— About this exercise —
Without skipping anything, print all of the data exactly.

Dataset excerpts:
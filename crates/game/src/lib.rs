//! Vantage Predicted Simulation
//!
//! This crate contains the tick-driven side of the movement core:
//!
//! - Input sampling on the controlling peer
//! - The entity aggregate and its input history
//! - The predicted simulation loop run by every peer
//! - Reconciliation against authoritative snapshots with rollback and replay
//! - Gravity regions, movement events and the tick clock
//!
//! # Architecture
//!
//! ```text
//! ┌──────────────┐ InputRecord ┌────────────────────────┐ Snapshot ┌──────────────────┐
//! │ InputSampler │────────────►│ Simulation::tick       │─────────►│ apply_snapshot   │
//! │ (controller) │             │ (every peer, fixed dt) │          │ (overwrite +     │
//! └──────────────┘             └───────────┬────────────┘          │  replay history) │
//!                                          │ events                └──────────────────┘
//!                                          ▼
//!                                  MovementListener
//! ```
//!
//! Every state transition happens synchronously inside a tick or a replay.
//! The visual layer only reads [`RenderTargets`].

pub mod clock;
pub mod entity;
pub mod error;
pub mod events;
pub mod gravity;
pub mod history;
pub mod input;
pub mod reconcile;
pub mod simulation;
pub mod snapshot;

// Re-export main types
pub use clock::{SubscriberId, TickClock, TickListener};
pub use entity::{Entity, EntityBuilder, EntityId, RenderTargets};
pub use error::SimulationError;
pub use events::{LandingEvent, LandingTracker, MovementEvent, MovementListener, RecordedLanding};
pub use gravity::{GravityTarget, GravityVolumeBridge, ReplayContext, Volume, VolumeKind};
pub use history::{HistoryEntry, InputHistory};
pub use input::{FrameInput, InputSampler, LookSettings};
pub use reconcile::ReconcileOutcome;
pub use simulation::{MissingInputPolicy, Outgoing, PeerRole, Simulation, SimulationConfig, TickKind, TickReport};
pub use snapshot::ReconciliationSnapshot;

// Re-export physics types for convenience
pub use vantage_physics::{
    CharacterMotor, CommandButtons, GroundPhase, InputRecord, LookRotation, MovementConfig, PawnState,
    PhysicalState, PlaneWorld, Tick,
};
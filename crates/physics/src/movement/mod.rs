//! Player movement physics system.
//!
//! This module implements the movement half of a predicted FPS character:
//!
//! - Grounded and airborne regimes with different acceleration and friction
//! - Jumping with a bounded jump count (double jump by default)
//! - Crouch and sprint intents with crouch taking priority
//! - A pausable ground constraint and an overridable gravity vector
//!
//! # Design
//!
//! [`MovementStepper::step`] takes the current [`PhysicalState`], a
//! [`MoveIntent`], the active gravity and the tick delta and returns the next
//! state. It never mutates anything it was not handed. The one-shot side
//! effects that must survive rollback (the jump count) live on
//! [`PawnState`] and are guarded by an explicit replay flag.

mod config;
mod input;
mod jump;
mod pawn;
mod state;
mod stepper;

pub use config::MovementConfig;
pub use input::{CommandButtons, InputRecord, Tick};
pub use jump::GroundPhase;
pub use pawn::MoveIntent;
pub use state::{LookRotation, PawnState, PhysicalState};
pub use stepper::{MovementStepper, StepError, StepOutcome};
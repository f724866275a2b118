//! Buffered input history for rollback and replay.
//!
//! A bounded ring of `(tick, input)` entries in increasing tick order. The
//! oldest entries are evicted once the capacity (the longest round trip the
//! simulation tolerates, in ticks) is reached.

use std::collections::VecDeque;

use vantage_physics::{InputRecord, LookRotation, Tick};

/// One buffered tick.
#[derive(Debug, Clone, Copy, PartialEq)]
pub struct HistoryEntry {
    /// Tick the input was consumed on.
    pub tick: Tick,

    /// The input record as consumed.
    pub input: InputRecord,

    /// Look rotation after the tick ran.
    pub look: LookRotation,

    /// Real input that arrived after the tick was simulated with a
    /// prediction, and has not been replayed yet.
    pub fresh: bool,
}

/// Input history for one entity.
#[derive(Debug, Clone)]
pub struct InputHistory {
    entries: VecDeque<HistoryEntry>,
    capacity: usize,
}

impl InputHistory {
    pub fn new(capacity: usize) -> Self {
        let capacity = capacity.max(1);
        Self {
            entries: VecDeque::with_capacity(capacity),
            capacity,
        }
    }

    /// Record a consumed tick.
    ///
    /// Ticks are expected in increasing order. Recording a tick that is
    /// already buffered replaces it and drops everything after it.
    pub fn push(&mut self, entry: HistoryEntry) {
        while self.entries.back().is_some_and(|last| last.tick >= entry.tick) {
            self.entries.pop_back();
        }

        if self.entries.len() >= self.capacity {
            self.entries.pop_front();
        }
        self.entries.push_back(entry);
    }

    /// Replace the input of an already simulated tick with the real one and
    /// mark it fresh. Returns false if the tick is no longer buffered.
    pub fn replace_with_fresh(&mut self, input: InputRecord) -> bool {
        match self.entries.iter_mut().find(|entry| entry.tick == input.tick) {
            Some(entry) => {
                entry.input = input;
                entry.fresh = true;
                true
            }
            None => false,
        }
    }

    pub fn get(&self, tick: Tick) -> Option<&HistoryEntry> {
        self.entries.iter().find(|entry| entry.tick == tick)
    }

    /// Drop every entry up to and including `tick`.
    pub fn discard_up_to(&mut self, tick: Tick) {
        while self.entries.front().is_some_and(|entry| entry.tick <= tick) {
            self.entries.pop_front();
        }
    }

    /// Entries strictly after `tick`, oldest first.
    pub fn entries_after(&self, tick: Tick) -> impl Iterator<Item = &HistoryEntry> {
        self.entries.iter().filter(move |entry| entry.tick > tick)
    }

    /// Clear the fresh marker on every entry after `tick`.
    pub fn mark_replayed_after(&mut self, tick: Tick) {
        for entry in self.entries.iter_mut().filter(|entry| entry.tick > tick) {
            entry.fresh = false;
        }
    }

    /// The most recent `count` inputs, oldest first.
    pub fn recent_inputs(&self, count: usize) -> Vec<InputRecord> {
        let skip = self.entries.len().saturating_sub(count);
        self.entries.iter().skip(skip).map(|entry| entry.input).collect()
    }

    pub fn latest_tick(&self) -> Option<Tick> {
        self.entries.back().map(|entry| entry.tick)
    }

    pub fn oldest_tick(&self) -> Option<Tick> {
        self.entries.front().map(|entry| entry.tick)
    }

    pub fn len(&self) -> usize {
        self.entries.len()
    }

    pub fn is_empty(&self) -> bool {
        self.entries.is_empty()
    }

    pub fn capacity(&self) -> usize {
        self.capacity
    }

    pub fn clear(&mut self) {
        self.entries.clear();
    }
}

— Task result —
filename crates/game/src/lib.rs
//! Vantage Predicted Simulation
//!
//! This crate contains the tick-driven side of the movement core:
//!
//! - Input sampling on the controlling peer
//! - The entity aggregate and its input history
//! - The predicted simulation loop run by every peer
//! - Reconciliation against authoritative snapshots with rollback and replay
//! - Gravity regions, movement events and the tick clock
//!
//! # Architecture
//!
//! ```text
//! ┌──────────────┐ InputRecord ┌────────────────────────┐ Snapshot ┌──────────────────┐
//! │ InputSampler │────────────►│ Simulation::tick       │─────────►│ apply_snapshot   │
//! │ (controller) │             │ (every peer, fixed dt) │          │ (overwrite +     │
//! └──────────────┘             └───────────┬────────────┘          │  replay history) │
//!                                          │ events                └──────────────────┘
//!                                          ▼
//!                                  MovementListener
//! ```
//!
//! Every state transition happens synchronously inside a tick or a replay.
//! The visual layer only reads [`RenderTargets`].

pub mod clock;
pub mod entity;
pub mod error;
pub mod events;
pub mod gravity;
pub mod history;
pub mod input;
pub mod reconcile;
pub mod simulation;
pub mod snapshot;

// Re-export main types
pub use clock::{SubscriberId, TickClock, TickListener};
pub use entity::{Entity, EntityBuilder, EntityId, RenderTargets};
pub use error::SimulationError;
pub use events::{LandingEvent, LandingTracker, MovementEvent, MovementListener, RecordedLanding};
pub use gravity::{GravityTarget, GravityVolumeBridge, ReplayContext, Volume, VolumeKind};
pub use history::{HistoryEntry, InputHistory};
pub use input::{FrameInput, InputSampler, LookSettings};
pub use reconcile::ReconcileOutcome;
pub use simulation::{MissingInputPolicy, Outgoing, PeerRole, Simulation, SimulationConfig, TickKind, TickReport};
pub use snapshot::ReconciliationSnapshot;

// Re-export physics types for convenience
pub use vantage_physics::{
    CharacterMotor, CommandButtons, GroundPhase, InputRecord, LookRotation, MovementConfig, PawnState,
    PhysicalState, PlaneWorld, Tick,
};
filename crates/physics/src/movement/mod.rs
//! Player movement physics system.
//!
//! This module implements the movement half of a predicted FPS character:
//!
//! - Grounded and airborne regimes with different acceleration and friction
//! - Jumping with a bounded jump count (double jump by default)
//! - Crouch and sprint intents with crouch taking priority
//! - A pausable ground constraint and an overridable gravity vector
//!
//! # Design
//!
//! [`MovementStepper::step`] takes the current [`PhysicalState`], a
//! [`MoveIntent`], the active gravity and the tick delta and returns the next
//! state. It never mutates anything it was not handed. The one-shot side
//! effects that must survive rollback (the jump count) live on
//! [`PawnState`] and are guarded by an explicit replay flag.

mod config;
mod input;
mod jump;
mod pawn;
mod state;
mod stepper;

pub use config::MovementConfig;
pub use input::{CommandButtons, InputRecord, Tick};
pub use jump::GroundPhase;
pub use pawn::MoveIntent;
pub use state::{LookRotation, PawnState, PhysicalState};
pub use stepper::{MovementStepper, StepError, StepOutcome};
repository f724866275a2b118
//! Buffered input history for rollback and replay.
//!
//! A bounded ring of `(tick, input)` entries in increasing tick order. The
//! oldest entries are evicted once the capacity (the longest round trip the
//! simulation tolerates, in ticks) is reached.

use std::collections::VecDeque;

use vantage_physics::{InputRecord, LookRotation, Tick};

/// One buffered tick.
#[derive(Debug, Clone, Copy, PartialEq)]
pub struct HistoryEntry {
    /// Tick the input was consumed on.
    pub tick: Tick,

    /// The input record as consumed.
    pub input: InputRecord,

    /// Look rotation after the tick ran.
    pub look: LookRotation,

    /// Real input that arrived after the tick was simulated with a
    /// prediction, and has not been replayed yet.
    pub fresh: bool,
}

/// Input history for one entity.
#[derive(Debug, Clone)]
pub struct InputHistory {
    entries: VecDeque<HistoryEntry>,
    capacity: usize,
}

impl InputHistory {
    pub fn new(capacity: usize) -> Self {
        let capacity = capacity.max(1);
        Self {
            entries: VecDeque::with_capacity(capacity),
            capacity,
        }
    }

    /// Record a consumed tick.
    ///
    /// Ticks are expected in increasing order. Recording a tick that is
    /// already buffered replaces it and drops everything after it.
    pub fn push(&mut self, entry: HistoryEntry) {
        while self.entries.back().is_some_and(|last| last.tick >= entry.tick) {
            self.entries.pop_back();
        }

        if self.entries.len() >= self.capacity {
            self.entries.pop_front();
        }
        self.entries.push_back(entry);
    }

    /// Replace the input of an already simulated tick with the real one and
    /// mark it fresh. Returns false if the tick is no longer buffered.
    pub fn replace_with_fresh(&mut self, input: InputRecord) -> bool {
        match self.entries.iter_mut().find(|entry| entry.tick == input.tick) {
            Some(entry) => {
                entry.input = input;
                entry.fresh = true;
                true
            }
            None => false,
        }
    }

    pub fn get(&self, tick: Tick) -> Option<&HistoryEntry> {
        self.entries.iter().find(|entry| entry.tick == tick)
    }

    /// Drop every entry up to and including `tick`.
    pub fn discard_up_to(&mut self, tick: Tick) {
        while self.entries.front().is_some_and(|entry| entry.tick <= tick) {
            self.entries.pop_front();
        }
    }

    /// Entries strictly after `tick`, oldest first.
    pub fn entries_after(&self, tick: Tick) -> impl Iterator<Item = &HistoryEntry> {
        self.entries.iter().filter(move |entry| entry.tick > tick)
    }

    /// Clear the fresh marker on every entry after `tick`.
    pub fn mark_replayed_after(&mut self, tick: Tick) {
        for entry in self.entries.iter_mut().filter(|entry| entry.tick > tick) {
            entry.fresh = false;
        }
    }

    /// The most recent `count` inputs, oldest first.
    pub fn recent_inputs(&self, count: usize) -> Vec<InputRecord> {
        let skip = self.entries.len().saturating_sub(count);
        self.entries.iter().skip(skip).map(|entry| entry.input).collect()
    }

    pub fn latest_tick(&self) -> Option<Tick> {
        self.entries.back().map(|entry| entry.tick)
    }

    pub fn oldest_tick(&self) -> Option<Tick> {
        self.entries.front().map(|entry| entry.tick)
    }

    pub fn len(&self) -> usize {
        self.entries.len()
    }

    pub fn is_empty(&self) -> bool {
        self.entries.is_empty()
    }

    pub fn capacity(&self) -> usize {
        self.capacity
    }

    pub fn clear(&mut self) {
        self.entries.clear();
    }
}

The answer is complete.